I suppose my summation can come across to some as a slow, meandering detective novel lacking any urgency or interesting crime until the final act, but The Case of the Treble Twist is a short, surprisingly fast-paced mystery with Bush taking pleasure in toying with his readers. I mean, Travers suggesting (ROT13) gur cbffvovyvgl bs n guveq zna evtug nsgre vagebqhpvat gur orneqrq Uneirl Qnjfba vzzrqvngryl znqr zr fhfcvpvbhf bs jub npghnyyl qvrq va gung pne penfu. Pbhyq vg or gur guveq, haxabja zna unq orra vqragvsvrq nf Gvoonyy naq gur Qnjfbaf jrer npghnyyl Gvoonyy naq uvf qnhtugre. Naq qvqa'g gur fgbel zragvba fbzrjurer gurl unq frcnengr orqebbzf. Ohg pbhyq fbzrbar punatr gung zhpu va whfg guerr lrnef? Fvpxarff pbhyq qb vg. But you can't completely discard the possibility as Bush pulled similar vzcrefbangvba fghagf before. Successfully putting me on the wrong track until the story reminded me of that small, but important, detail.

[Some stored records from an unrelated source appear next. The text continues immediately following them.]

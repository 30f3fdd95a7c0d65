//! Error Types
//!
//! Failures of the session core. Most protocol-level problems (malformed
//! frames, unsolicited responses, dropped connections) are recovered inside
//! the session and never surface here; these errors cover the calls that a
//! surface makes directly.

use std::time::Duration;

use thiserror::Error;

use crate::token::TokenError;

/// Errors returned by the session core
#[derive(Debug, Error)]
pub enum ChatError {
    /// No open connection to write to
    #[error("not connected")]
    NotConnected,

    /// The websocket dial or handshake failed
    #[error("connection failed: {0}")]
    ConnectFailed(String),

    /// The websocket dial did not complete in time
    #[error("connection timed out after {0:?}")]
    ConnectTimeout(Duration),

    /// Writing to the connection failed
    #[error("send failed: {0}")]
    SendFailed(String),

    /// The underlying transport reported an error mid-connection
    #[error("transport error: {0}")]
    Transport(String),

    /// The configured endpoint cannot carry a token
    #[error("invalid endpoint: {0}")]
    InvalidEndpoint(String),

    /// Token acquisition failed
    #[error(transparent)]
    Token(#[from] TokenError),

    /// The session loop is no longer running
    #[error("session closed")]
    SessionClosed,
}

#[cfg(test)]
mod tests {
    use super::*;

    #[test]
    fn test_error_display() {
        let err = ChatError::ConnectFailed("refused".to_string());
        assert!(err.to_string().contains("refused"));

        let err = ChatError::ConnectTimeout(Duration::from_secs(5));
        assert!(err.to_string().contains("5s"));

        assert_eq!(ChatError::NotConnected.to_string(), "not connected");
    }
}
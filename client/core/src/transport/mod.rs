//! Transport Layer
//!
//! Opens the socket a session talks through. The session never dials
//! directly: it asks a [`Connector`] for a connection and gets back a
//! [`ConnectionHandle`] for writing, while everything the connection reports
//! arrives as [`ConnectionEvent`]s on the session's event channel.
//!
//! # Design Philosophy
//!
//! Keeping the dial behind a trait lets the session state machine run
//! against an in-memory connector in tests and against
//! [`WebSocketConnector`] in production, with identical event ordering:
//! `Opened`, then any number of `Message`s, then exactly one `Closed`.

pub mod endpoint;
pub mod websocket;

use std::fmt;
use std::sync::atomic::{AtomicU64, Ordering};

use serde::{Deserialize, Serialize};
use tokio::sync::mpsc;
use url::Url;

use crate::error::ChatError;
use crate::events::ConnectionEvent;

pub use endpoint::{endpoint_uri, redact};
pub use websocket::WebSocketConnector;

/// Identifier of one connection attempt
///
/// Ids increase monotonically within a process; the connection manager uses
/// them to discard events from connections it has already replaced.
#[derive(Clone, Copy, Debug, PartialEq, Eq, Hash, PartialOrd, Ord, Serialize, Deserialize)]
pub struct ConnectionId(pub u64);

impl ConnectionId {
    /// Allocate the next connection id
    #[must_use]
    pub fn next() -> Self {
        static COUNTER: AtomicU64 = AtomicU64::new(1);
        Self(COUNTER.fetch_add(1, Ordering::SeqCst))
    }
}

impl fmt::Display for ConnectionId {
    fn fmt(&self, f: &mut fmt::Formatter<'_>) -> fmt::Result {
        write!(f, "conn-{}", self.0)
    }
}

/// Instructions from the session to a connection task
#[derive(Clone, Debug, PartialEq, Eq)]
pub enum Outbound {
    /// Write one text message
    Text(String),
    /// Close the connection gracefully
    Close,
}

/// Write side of an established (or establishing) connection
///
/// Dropping the handle closes the connection.
#[derive(Debug)]
pub struct ConnectionHandle {
    id: ConnectionId,
    outbound: mpsc::UnboundedSender<Outbound>,
    closed: bool,
}

impl ConnectionHandle {
    /// Wrap the outbound channel of a connection task
    pub fn new(id: ConnectionId, outbound: mpsc::UnboundedSender<Outbound>) -> Self {
        Self {
            id,
            outbound,
            closed: false,
        }
    }

    /// The connection id
    #[must_use]
    pub fn id(&self) -> ConnectionId {
        self.id
    }

    /// Queue one text message for the connection task
    ///
    /// # Errors
    ///
    /// Returns `ChatError::SendFailed` if the connection task has exited.
    pub fn send_text(&self, text: impl Into<String>) -> Result<(), ChatError> {
        if self.closed {
            return Err(ChatError::NotConnected);
        }
        self.outbound
            .send(Outbound::Text(text.into()))
            .map_err(|_| ChatError::SendFailed(format!("{} is no longer running", self.id)))
    }

    /// Close the connection
    pub fn close(mut self) {
        self.shutdown();
    }

    fn shutdown(&mut self) {
        if !self.closed {
            self.closed = true;
            // The task may already be gone; nothing left to close then
            let _ = self.outbound.send(Outbound::Close);
        }
    }
}

impl Drop for ConnectionHandle {
    fn drop(&mut self) {
        self.shutdown();
    }
}

/// Opens connections on behalf of the session
pub trait Connector: Send + Sync {
    /// Start connecting to `uri`
    ///
    /// Must return immediately. Progress is reported on `events`, every
    /// event tagged with `id`, ending with exactly one
    /// [`ConnectionEvent::Closed`].
    fn connect(
        &self,
        id: ConnectionId,
        uri: Url,
        events: mpsc::Sender<ConnectionEvent>,
    ) -> ConnectionHandle;
}
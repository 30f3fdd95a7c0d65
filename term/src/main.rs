//! docchat Terminal Entry Point
//!
//! Line-oriented chat client for the docchat service.
//!
//! Usage:
//!   docchat [OPTIONS]
//!
//! Options:
//!   --uri <URI>               Websocket endpoint (overrides config)
//!   --token <TOKEN>           Fixed access token
//!   --token-command <CMD>     Shell command printing the current token
//!   --config <PATH>           Config file (default: ~/.config/docchat/client.toml)
//!
//! Without `--token` or a token command, the token is read from the
//! environment variable named in the config (`DOCCHAT_TOKEN` by default).

use std::collections::BTreeMap;
use std::io::Write;
use std::path::PathBuf;
use std::sync::Arc;
use std::time::Duration;

use anyhow::Context;
use clap::Parser;
use tokio::io::{AsyncBufReadExt, BufReader};
use tokio::time::Instant;
use tracing_subscriber::{layer::SubscriberExt, util::SubscriberInitExt};

use docchat_core::{
    load_config_from_path, AlertId, ClientConfig, CommandTokenProvider, ConfigOverrides,
    EnvTokenProvider, SendOutcome, SessionHandle, SessionPhase, SessionRunner, SessionUpdate,
    StaticTokenProvider, TokenProvider, TranscriptSnapshot, WebSocketConnector,
};
use docchat_term::display::{phase_notice, render_alert};
use docchat_term::input::HELP;
use docchat_term::{Input, TranscriptView};

/// Quiet period before a streaming reply is printed
const RENDER_DEBOUNCE: Duration = Duration::from_millis(150);

/// Chat with the docchat service from a terminal
#[derive(Debug, Parser)]
#[command(name = "docchat", version, about)]
struct Args {
    /// Websocket endpoint, e.g. ws://127.0.0.1:8080/chat
    #[arg(long)]
    uri: Option<String>,

    /// Fixed access token
    #[arg(long)]
    token: Option<String>,

    /// Shell command whose output is the current token
    #[arg(long)]
    token_command: Option<String>,

    /// Greeting shown as the first turn
    #[arg(long)]
    greeting: Option<String>,

    /// Connect timeout in milliseconds
    #[arg(long)]
    connect_timeout_ms: Option<u64>,

    /// Token refresh interval in seconds
    #[arg(long)]
    token_refresh_secs: Option<u64>,

    /// Config file path
    #[arg(long, env = "DOCCHAT_CONFIG")]
    config: Option<PathBuf>,

    /// Wrap output at this many columns
    #[arg(long, default_value_t = 80)]
    width: usize,
}

impl Args {
    fn overrides(&self) -> ConfigOverrides {
        ConfigOverrides {
            websocket_uri: self.uri.clone(),
            connect_timeout_ms: self.connect_timeout_ms,
            greeting: self.greeting.clone(),
            token_refresh_secs: self.token_refresh_secs,
            token_command: self.token_command.clone(),
        }
    }
}

fn token_provider(args: &Args, config: &ClientConfig) -> Arc<dyn TokenProvider> {
    if let Some(ref token) = args.token {
        return Arc::new(StaticTokenProvider::new(token));
    }
    if let Some(ref command) = config.token_command {
        return Arc::new(CommandTokenProvider::new(command.clone()));
    }
    Arc::new(EnvTokenProvider::new(config.token_env_var.clone()))
}

#[tokio::main]
async fn main() -> anyhow::Result<()> {
    // Logs go to stderr so they never interleave with the transcript
    tracing_subscriber::registry()
        .with(
            tracing_subscriber::fmt::layer()
                .with_writer(std::io::stderr)
                .with_target(false),
        )
        .with(
            tracing_subscriber::EnvFilter::try_from_default_env()
                .unwrap_or_else(|_| tracing_subscriber::EnvFilter::new("warn")),
        )
        .init();

    let args = Args::parse();

    let config = load_config_from_path(args.config.clone(), &args.overrides())
        .context("Failed to load configuration")?;

    tracing::info!(
        uri = %config.websocket_uri,
        source = %config.source(),
        "Configuration loaded"
    );

    let provider = token_provider(&args, &config);
    let connector = Arc::new(WebSocketConnector::new(config.connect_timeout));
    let session = SessionRunner::spawn(config, provider, connector);

    run(session, args.width).await
}

async fn run(mut session: SessionHandle, width: usize) -> anyhow::Result<()> {
    let mut lines = BufReader::new(tokio::io::stdin()).lines();
    let mut view = TranscriptView::new();
    let mut alerts: BTreeMap<AlertId, String> = BTreeMap::new();
    let mut latest: Option<TranscriptSnapshot> = None;
    let mut flush_at: Option<Instant> = None;
    let mut stdout = std::io::stdout();

    loop {
        let deadline = flush_at.unwrap_or_else(Instant::now);

        tokio::select! {
            line = lines.next_line() => {
                let Some(line) = line.context("Failed to read stdin")? else {
                    break;
                };
                match Input::parse(&line) {
                    Input::Message(text) => match session.send(text).await? {
                        SendOutcome::Sent => {}
                        SendOutcome::Rejected(reason) => {
                            writeln!(stdout, "[not sent: {reason}]")?;
                        }
                    },
                    Input::ListAlerts => {
                        if alerts.is_empty() {
                            writeln!(stdout, "[no alerts]")?;
                        }
                        for (id, text) in &alerts {
                            writeln!(stdout, "! [{id}] {text}")?;
                        }
                    }
                    Input::Dismiss(id) => session.dismiss_alert(id).await?,
                    Input::Help => writeln!(stdout, "{HELP}")?,
                    Input::Quit => break,
                    Input::Blank => {}
                    Input::Invalid(msg) => writeln!(stdout, "[{msg}]")?,
                }
            }

            () = tokio::time::sleep_until(deadline), if flush_at.is_some() => {
                flush_at = None;
                if let Some(snapshot) = latest.take() {
                    for line in view.update(&snapshot) {
                        writeln!(stdout, "{}", line.render(width))?;
                    }
                }
            }

            update = session.recv_update() => {
                let Some(update) = update else {
                    break;
                };
                match update {
                    SessionUpdate::Transcript(snapshot) => {
                        // Loading placeholders and user turns show at once;
                        // streamed revisions wait for a quiet period
                        if snapshot.pending {
                            for line in view.update(&snapshot) {
                                writeln!(stdout, "{}", line.render(width))?;
                            }
                            latest = None;
                            flush_at = None;
                        } else {
                            latest = Some(snapshot);
                            flush_at = Some(Instant::now() + RENDER_DEBOUNCE);
                        }
                    }
                    SessionUpdate::Alert(alert) => {
                        writeln!(stdout, "{}", render_alert(&alert, width))?;
                        alerts.insert(alert.id, alert.text);
                    }
                    SessionUpdate::AlertDismissed(id) => {
                        alerts.remove(&id);
                    }
                    SessionUpdate::Phase(phase) => {
                        if let Some(notice) = phase_notice(phase) {
                            writeln!(stdout, "{notice}")?;
                        }
                        if phase == SessionPhase::TornDown {
                            break;
                        }
                    }
                }
            }
        }

        stdout.flush()?;
    }

    if let Some(snapshot) = latest.take() {
        for line in view.update(&snapshot) {
            writeln!(stdout, "{}", line.render(width))?;
        }
    }
    session.teardown().await;
    Ok(())
}
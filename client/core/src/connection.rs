//! Connection Manager
//!
//! Owns at most one connection, scoped to the token it was opened with.
//!
//! # Lifecycle
//!
//! ```text
//!            connect(token)           Opened
//!  Closed ──────────────────► Connecting ──────► Open
//!    ▲                            │               │
//!    └────────── Closed / close() ┴───────────────┘
//! ```
//!
//! `connect` always closes the previous connection before dialing the new
//! one, so two connections never coexist. Events are tagged with a
//! [`ConnectionId`]; anything reported by a connection this manager no
//! longer owns is dropped in [`ConnectionManager::observe`].

use std::sync::Arc;

use serde::{Deserialize, Serialize};
use tokio::sync::mpsc;

use crate::error::ChatError;
use crate::events::{CloseReason, ConnectionEvent};
use crate::token::Token;
use crate::transport::{endpoint, ConnectionHandle, ConnectionId, Connector};

/// Observable state of the managed connection
#[derive(Clone, Copy, Debug, PartialEq, Eq, Hash, Serialize, Deserialize)]
#[serde(rename_all = "snake_case")]
pub enum ConnectionStatus {
    /// Dial or handshake in progress
    Connecting,
    /// Ready for sending
    Open,
    /// No usable connection
    Closed,
}

impl ConnectionStatus {
    /// Whether messages may be sent
    #[must_use]
    pub fn is_open(&self) -> bool {
        matches!(self, Self::Open)
    }
}

/// What an event from the current connection means for the session
#[derive(Clone, Debug, PartialEq, Eq)]
pub enum ConnectionUpdate {
    /// The connection is now open
    Opened,
    /// A raw inbound message
    Message(String),
    /// The connection is gone
    Closed(CloseReason),
}

/// Owns the single connection of a session
pub struct ConnectionManager {
    endpoint: String,
    connector: Arc<dyn Connector>,
    events: mpsc::Sender<ConnectionEvent>,
    current: Option<ConnectionHandle>,
    token: Option<Token>,
    status: ConnectionStatus,
}

impl ConnectionManager {
    /// Manager dialing `endpoint` through `connector`
    ///
    /// Connection tasks report on `events`; the owner feeds what it
    /// receives there back through [`observe`](Self::observe).
    pub fn new(
        endpoint: impl Into<String>,
        connector: Arc<dyn Connector>,
        events: mpsc::Sender<ConnectionEvent>,
    ) -> Self {
        Self {
            endpoint: endpoint.into(),
            connector,
            events,
            current: None,
            token: None,
            status: ConnectionStatus::Closed,
        }
    }

    /// Current status
    #[must_use]
    pub fn status(&self) -> ConnectionStatus {
        self.status
    }

    /// Id of the connection being managed, if any
    #[must_use]
    pub fn current_id(&self) -> Option<ConnectionId> {
        self.current.as_ref().map(ConnectionHandle::id)
    }

    /// Token of the most recent `connect`
    ///
    /// Kept after the connection closes so the owner can tell a refreshed
    /// token from a re-announced one.
    #[must_use]
    pub fn token(&self) -> Option<&Token> {
        self.token.as_ref()
    }

    /// Close any existing connection and dial a new one with `token`
    ///
    /// # Errors
    ///
    /// Returns `ChatError::InvalidEndpoint` if the configured endpoint cannot
    /// carry a token. The existing connection is left untouched in that case.
    pub fn connect(&mut self, token: Token) -> Result<ConnectionId, ChatError> {
        let uri = endpoint::endpoint_uri(&self.endpoint, &token)?;

        self.close();

        let id = ConnectionId::next();
        tracing::info!(%id, endpoint = %endpoint::redact(&uri), "Connecting");

        let handle = self.connector.connect(id, uri, self.events.clone());
        self.current = Some(handle);
        self.token = Some(token);
        self.status = ConnectionStatus::Connecting;

        Ok(id)
    }

    /// Close the current connection
    ///
    /// Returns whether there was one. Safe to call in any state.
    pub fn close(&mut self) -> bool {
        self.status = ConnectionStatus::Closed;
        match self.current.take() {
            Some(handle) => {
                tracing::info!(id = %handle.id(), "Closing connection");
                handle.close();
                true
            }
            None => false,
        }
    }

    /// Forget the token so the next `connect` counts as fresh
    pub fn clear_token(&mut self) {
        self.token = None;
    }

    /// Write one text message on the open connection
    ///
    /// # Errors
    ///
    /// Returns `ChatError::NotConnected` unless the status is `Open`, or
    /// `ChatError::SendFailed` if the connection task has exited.
    pub fn send(&self, text: &str) -> Result<(), ChatError> {
        match (&self.current, self.status) {
            (Some(handle), ConnectionStatus::Open) => handle.send_text(text),
            _ => Err(ChatError::NotConnected),
        }
    }

    /// Apply an event reported by a connection task
    ///
    /// Returns `None` for events from connections this manager no longer
    /// owns.
    pub fn observe(&mut self, event: ConnectionEvent) -> Option<ConnectionUpdate> {
        let id = event.connection_id();
        if self.current_id() != Some(id) {
            tracing::debug!(%id, "Dropping event from stale connection");
            return None;
        }

        match event {
            ConnectionEvent::Opened { .. } => {
                tracing::info!(%id, "Connection open");
                self.status = ConnectionStatus::Open;
                Some(ConnectionUpdate::Opened)
            }
            ConnectionEvent::Message { text, .. } => Some(ConnectionUpdate::Message(text)),
            ConnectionEvent::Closed { reason, .. } => {
                tracing::info!(%id, ?reason, "Connection closed");
                self.current = None;
                self.status = ConnectionStatus::Closed;
                Some(ConnectionUpdate::Closed(reason))
            }
        }
    }
}

impl Drop for ConnectionManager {
    fn drop(&mut self) {
        self.close();
    }
}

Even though the only flashy thing about the plot is the stolen jewelry, The Case of the Treble Twist has enough, old-school detective interest between Travers busman's holiday and the unraveling of the treble twist – all done in a very discreet, unassuming way. The kind of discreteness you can expect from an organization like the Broad Street Detective Agency!
So, on a whole, The Case of the Treble Twist stands as yet another one of Bush's first-class and classy detective novels from his 1950s periods, which naturally differ enormously from his 1930s or even '40s output. Bush tried to keep a flicker of the Golden Age going during a time when nearly all of his contemporaries had either retired or passed away. I think Bush proved he was the most successful of his generation at adapting the traditional detective story to the changes and upheavals of the post-war world without compromising, or demolishing, every single thing that makes good crime-and detective fiction. Trimmed down plots, more emphasis on characterization and a little more grounded in reality? Yes. But most of them turn out to be really good, classy and trim detective stories. The Case of the Treble Twist is a good, old-fashioned one at that!